Barnaby, Kemos Marque
WR-80,099-01
| Tex. App. | Nov 4, 2015Background
- In 2009 Barnaby was arrested after officers found a small plastic bag containing suspected crack; DPS analyst Jonathan Salvador reported the substance contained cocaine and certified the result.
- Barnaby pled guilty in a package deal to four possession-with-intent-to-deliver charges (all enhanced by priors) and received four concurrent 50-year sentences.
- Salvador was later discovered to have engaged in dry-labbing and other lab misconduct; DPS investigations, an Inspector General report, and retesting cast doubt on his reports.
- Under Ex parte Coty, the Court adopted a five-part protocol to infer falsity when a lab technician shows a pattern of misconduct; if established the burden shifts to the State to rebut.
- Barnaby invoked Coty to infer that Salvador’s report in his case was false; the State conceded falsity. The remaining question was whether that falsity was material to Barnaby’s guilty plea (i.e., whether he would have insisted on trial had he known).
- The habeas court found Barnaby proved falsity and initially recommended relief; after reviewing dash-cam evidence and plea benefits (including dismissal/waiver of drug-free-zone findings in related cases), the Court ultimately held the falsity was not material and denied relief.
Issues
| Issue | Plaintiff's Argument | Defendant's Argument | Held |
|---|---|---|---|
| Whether Salvador’s misconduct allows an inference that the lab report in Barnaby’s case was false | Salvador’s pattern of dry-labbing + he handled Barnaby’s sample → inference of falsity under Coty | State conceded applicant met Coty factors but bore burden to rebut; offered no contrary evidence | Court found Coty factors met, State offered no rebuttal, and inferred the lab report was false |
| Standard for materiality of false evidence in guilty-plea context | Materiality should be measured by whether the false evidence affected Barnaby’s decision to plead guilty (i.e., "but for" knowledge he would have gone to trial) | Agreed with plaintiff’s proposed standard (akin to Hill/Strickland prejudice in plea cases) | Court adopted the "but for"/would-have-insisted-on-trial standard for plea cases |
| Whether Salvador’s false report was material to voluntariness of Barnaby’s guilty plea | Barnaby would not have pled guilty had he known the report was false | State argued plea benefits (resolution of three other cases, waiver of drug-free-zone findings affecting parole eligibility, risk of consecutive sentences) outweighed value of the challenged report | Court held, by preponderance, the plea benefits outweighed the falsity; Barnaby would not have insisted on trial, so falsity was not material; relief denied |
Key Cases Cited
- Boykin v. Alabama, 395 U.S. 238 (1969) (plea waives multiple constitutional rights and must be voluntary)

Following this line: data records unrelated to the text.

//! Module tree representation and the loader seam used to resolve module resources.

use crate::error::BuildResult;
use crate::models::ModuleResources;

/// Node grouping other nodes. Containers never own resources.
#[derive(Debug, Clone, PartialEq, Eq)]
pub struct ContainerNode {
  /// Last path segment.
  pub name: String,
  /// Slash-delimited path from the tree root; empty for the root itself.
  pub module_path: String,
  /// Child nodes in declaration order.
  pub children: Vec<ModuleNode>,
}

/// Leaf node that may own resources.
#[derive(Debug, Clone, PartialEq, Eq)]
pub struct ModuleLeaf {
  /// Last path segment.
  pub name: String,
  /// Slash-delimited path from the tree root.
  pub module_path: String,
}

/// Node of the server's module tree.
#[derive(Debug, Clone, PartialEq, Eq)]
pub enum ModuleNode {
  /// Intermediate node with children.
  Container(ContainerNode),
  /// Resource-owning module.
  Module(ModuleLeaf),
}

impl ModuleNode {
  /// Create an empty root container.
  pub fn root() -> Self {
    Self::Container(ContainerNode {
      name: String::new(),
      module_path: String::new(),
      children: Vec::new(),
    })
  }

  /// Last path segment of the node.
  pub fn name(&self) -> &str {
    match self {
      Self::Container(node) => &node.name,
      Self::Module(node) => &node.name,
    }
  }

  /// Full module path of the node.
  pub fn module_path(&self) -> &str {
    match self {
      Self::Container(node) => &node.module_path,
      Self::Module(node) => &node.module_path,
    }
  }

  /// Children in declaration order; always empty for modules.
  pub fn children(&self) -> &[ModuleNode] {
    match self {
      Self::Container(node) => &node.children,
      Self::Module(_) => &[],
    }
  }

  /// Direct child with the given name.
  pub fn child_with_name(&self, name: &str) -> Option<&ModuleNode> {
    self.children().iter().find(|child| child.name() == name)
  }

  /// Descend from this node following the slash-delimited path.
  ///
  /// The path is interpreted relative to this node, so calling it on the tree root with a full
  /// module path finds that module.
  pub fn find_node_with_path(&self, path: &str) -> Option<&ModuleNode> {
    path
      .split('/')
      .filter(|segment| !segment.is_empty())
      .try_fold(self, |node, segment| node.child_with_name(segment))
  }
}

/// Resolves the resources a module (and its dependencies) contribute.
pub trait ResourceLoader {
  /// Load the resources of `module`, dependencies first, along with its controller flag.
  fn load_resources_for_module(&self, module: &ModuleLeaf) -> BuildResult<ModuleResources>;
}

- Brady v. United States, 397 U.S. 742 (1970) (plea must be knowing, intelligent, and voluntary)
- Strickland v. Washington, 466 U.S. 668 (1984) (two-part test for ineffective assistance of counsel)
- Hill v. Lockhart, 474 U.S. 52 (1985) (Strickland prejudice standard adapted for guilty pleas)
- Ex parte Coty, 418 S.W.3d 597 (Tex. Crim. App. 2014) (protocol to infer falsity from a lab technician's pattern of misconduct)
- Ex parte Weinstein, 421 S.W.3d 656 (Tex. Crim. App. 2014) (materiality standard for false testimony at trial)
- Ex parte Morrow, 952 S.W.2d 530 (Tex. Crim. App. 1997) (application of Hill/Strickland framework to guilty-plea ineffective-assistance claims)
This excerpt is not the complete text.